1. Basic Topological Model

Topological model is like spaghetti model with additional analysis facility. Spaghetti model is not offering ease of analysis while topological model includes it. To allow advanced analytical techniques to be performed easily, explicit spatial information is needed. For example- each line segment, the basic logical entity in topological data strictures, begins and ends when it either contacts or intersects another line or when a change in direction of the line occurs. For example, an area or polygon is defined by a set of lines which makes up its boundaries. In this case the line is the border between two polygons. Each line then has two sets of numbers:

  • Pair of coordinates
  • Associated node number

Here, node is intersection of two or more lines, and its number is used to refer to any line to which it is connected.
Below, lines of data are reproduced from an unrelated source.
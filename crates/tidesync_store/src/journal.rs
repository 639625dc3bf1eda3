//! Append-only transaction journal.
//!
//! ## Frame Format
//!
//! ```text
//! magic "TSJ1" (4) | length u32 LE (4) | CBOR transaction (length) | CRC32 LE (4)
//! ```
//!
//! The CRC covers everything before it. Recovery reads frames in order and
//! stops at the first frame that is incomplete, has the wrong magic or
//! fails its checksum; the journal is truncated there. A frame with a
//! valid checksum that does not decode is real corruption and is reported
//! as an error.

use crate::backend::JournalBackend;
use crate::error::{StoreError, StoreResult};
use crate::state::{Mutation, Transaction};
use tidesync_protocol::{from_cbor, to_cbor};

/// Magic bytes identifying a journal frame.
pub const FRAME_MAGIC: [u8; 4] = *b"TSJ1";

/// magic (4) + length (4).
const HEADER_SIZE: usize = 8;

/// CRC size.
const CRC_SIZE: usize = 4;

/// What recovery found when a journal was opened.
#[derive(Debug, Clone, Copy, Default, PartialEq, Eq)]
pub struct RecoveryReport {
    /// Committed transactions replayed.
    pub transactions: usize,
    /// Bytes of torn tail that were cut off.
    pub truncated_bytes: u64,
}

/// Writes and replays committed transactions.
pub struct Journal {
    backend: Box<dyn JournalBackend>,
    next_seq: u64,
    /// Set when a failed commit could not be rolled back. The tail may hold
    /// a partial frame, so nothing more may be appended after it.
    poisoned: bool,
}

impl Journal {
    /// Opens a journal, replaying every committed transaction.
    ///
    /// A torn tail is cut off before this returns, so the next commit
    /// starts at a frame boundary.
    pub fn open(
        mut backend: Box<dyn JournalBackend>,
    ) -> StoreResult<(Self, Vec<Transaction>, RecoveryReport)> {
        let bytes = backend.read_all()?;
        let (transactions, valid_len) = decode_frames(&bytes)?;

        let mut report = RecoveryReport {
            transactions: transactions.len(),
            truncated_bytes: 0,
        };
        if valid_len < bytes.len() {
            report.truncated_bytes = (bytes.len() - valid_len) as u64;
            tracing::warn!(
                truncated_bytes = report.truncated_bytes,
                "discarding torn journal tail"
            );
            backend.truncate(valid_len as u64)?;
        }

        let next_seq = transactions.last().map_or(1, |tx| tx.seq + 1);
        Ok((
            Self {
                backend,
                next_seq,
                poisoned: false,
            },
            transactions,
            report,
        ))
    }

    /// Durably commits a group of mutations as one transaction.
    ///
    /// Returns the committed transaction once it is synced. If the append
    /// or the sync fails, the journal is cut back to where the frame began
    /// so the next commit does not land behind a partial frame.
    pub fn commit(&mut self, mutations: Vec<Mutation>) -> StoreResult<Transaction> {
        if self.poisoned {
            return Err(StoreError::Poisoned);
        }
        let tx = Transaction {
            seq: self.next_seq,
            mutations,
        };
        let frame = encode_frame(&tx)?;
        let offset = self.backend.size()?;
        if let Err(err) = self.write_frame(&frame) {
            if let Err(rollback) = self.backend.truncate(offset) {
                tracing::error!(
                    offset,
                    error = %rollback,
                    "failed to roll back partial journal frame"
                );
                self.poisoned = true;
            }
            return Err(err);
        }
        self.next_seq += 1;
        Ok(tx)
    }

    fn write_frame(&mut self, frame: &[u8]) -> StoreResult<()> {
        self.backend.append(frame)?;
        self.backend.sync()
    }

    /// Replaces the journal with a single snapshot transaction.
    pub fn rewrite(&mut self, snapshot: Vec<Mutation>) -> StoreResult<Transaction> {
        if self.poisoned {
            return Err(StoreError::Poisoned);
        }
        let tx = Transaction {
            seq: self.next_seq,
            mutations: snapshot,
        };
        let frame = encode_frame(&tx)?;
        self.backend.replace(&frame)?;
        self.next_seq += 1;
        Ok(tx)
    }

    /// Returns the journal size in bytes.
    pub fn size(&self) -> StoreResult<u64> {
        self.backend.size()
    }
}

fn encode_frame(tx: &Transaction) -> StoreResult<Vec<u8>> {
    let payload = to_cbor(tx)?;
    let len = u32::try_from(payload.len())
        .map_err(|_| StoreError::Corrupted("transaction larger than 4 GiB".into()))?;

    let mut frame = Vec::with_capacity(HEADER_SIZE + payload.len() + CRC_SIZE);
    frame.extend_from_slice(&FRAME_MAGIC);
    frame.extend_from_slice(&len.to_le_bytes());
    frame.extend_from_slice(&payload);
    let crc = compute_crc32(&frame);
    frame.extend_from_slice(&crc.to_le_bytes());
    Ok(frame)
}

/// Decodes frames until the first bad one.
///
/// Returns the transactions and the length of the valid prefix.
fn decode_frames(bytes: &[u8]) -> StoreResult<(Vec<Transaction>, usize)> {
    let mut transactions = Vec::new();
    let mut offset = 0usize;

    while bytes.len() - offset >= HEADER_SIZE {
        let header = &bytes[offset..offset + HEADER_SIZE];
        if header[..4] != FRAME_MAGIC {
            break;
        }
        let len = u32::from_le_bytes([header[4], header[5], header[6], header[7]]) as usize;
        let end = offset + HEADER_SIZE + len;
        if end + CRC_SIZE > bytes.len() {
            break;
        }

        let stored = u32::from_le_bytes([bytes[end], bytes[end + 1], bytes[end + 2], bytes[end + 3]]);
        if compute_crc32(&bytes[offset..end]) != stored {
            break;
        }

        let tx: Transaction = from_cbor(&bytes[offset + HEADER_SIZE..end]).map_err(|e| {
            StoreError::Corrupted(format!("frame at offset {} does not decode: {}", offset, e))
        })?;
        transactions.push(tx);
        offset = end + CRC_SIZE;
    }

    Ok((transactions, offset))
}

/// Computes a CRC32 checksum (IEEE polynomial).
pub fn compute_crc32(data: &[u8]) -> u32 {
    const CRC32_TABLE: [u32; 256] = {
        let mut table = [0u32; 256];
        let mut i = 0;
        while i < 256 {
            let mut crc = i as u32;
            let mut j = 0;
            while j < 8 {
                if crc & 1 != 0 {
                    crc = (crc >> 1) ^ 0xEDB8_8320;
                } else {
                    crc >>= 1;
                }
                j += 1;
            }
            table[i] = crc;
            i += 1;
        }
        table
    };

    let mut crc = 0xFFFF_FFFF_u32;
    for &byte in data {
        let index = ((crc ^ u32::from(byte)) & 0xFF) as usize;
        crc = (crc >> 8) ^ CRC32_TABLE[index];
    }
    !crc
}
This Diagram Shows Bassic Topological Model

2. GBF/DIME Model

The best-know model is “GBF/DIME” – Geographical Base File/Dual Independent Map Encoding. GBF/DIME model is created by U. S. Bureau of the Census to automate the storage of street map data. In this case, the straight-line segments represent streets, rivers, another line, etc. In this model, each segment ends when it either changes direction or intersects another line. In addition to the basic topological model, the GBF/DIME model assigns a directional code in the form of from node and to node. This approach makes it easy to check for missing nodes.

3. TIGER Model

Some of the problems associated with GBF/DIME system been eliminated with the development of another system known as “TIGER” - Topologically Integrated Geographic Encoding and Referencing System. In this system, points, lines, and areas are explicitly addressed.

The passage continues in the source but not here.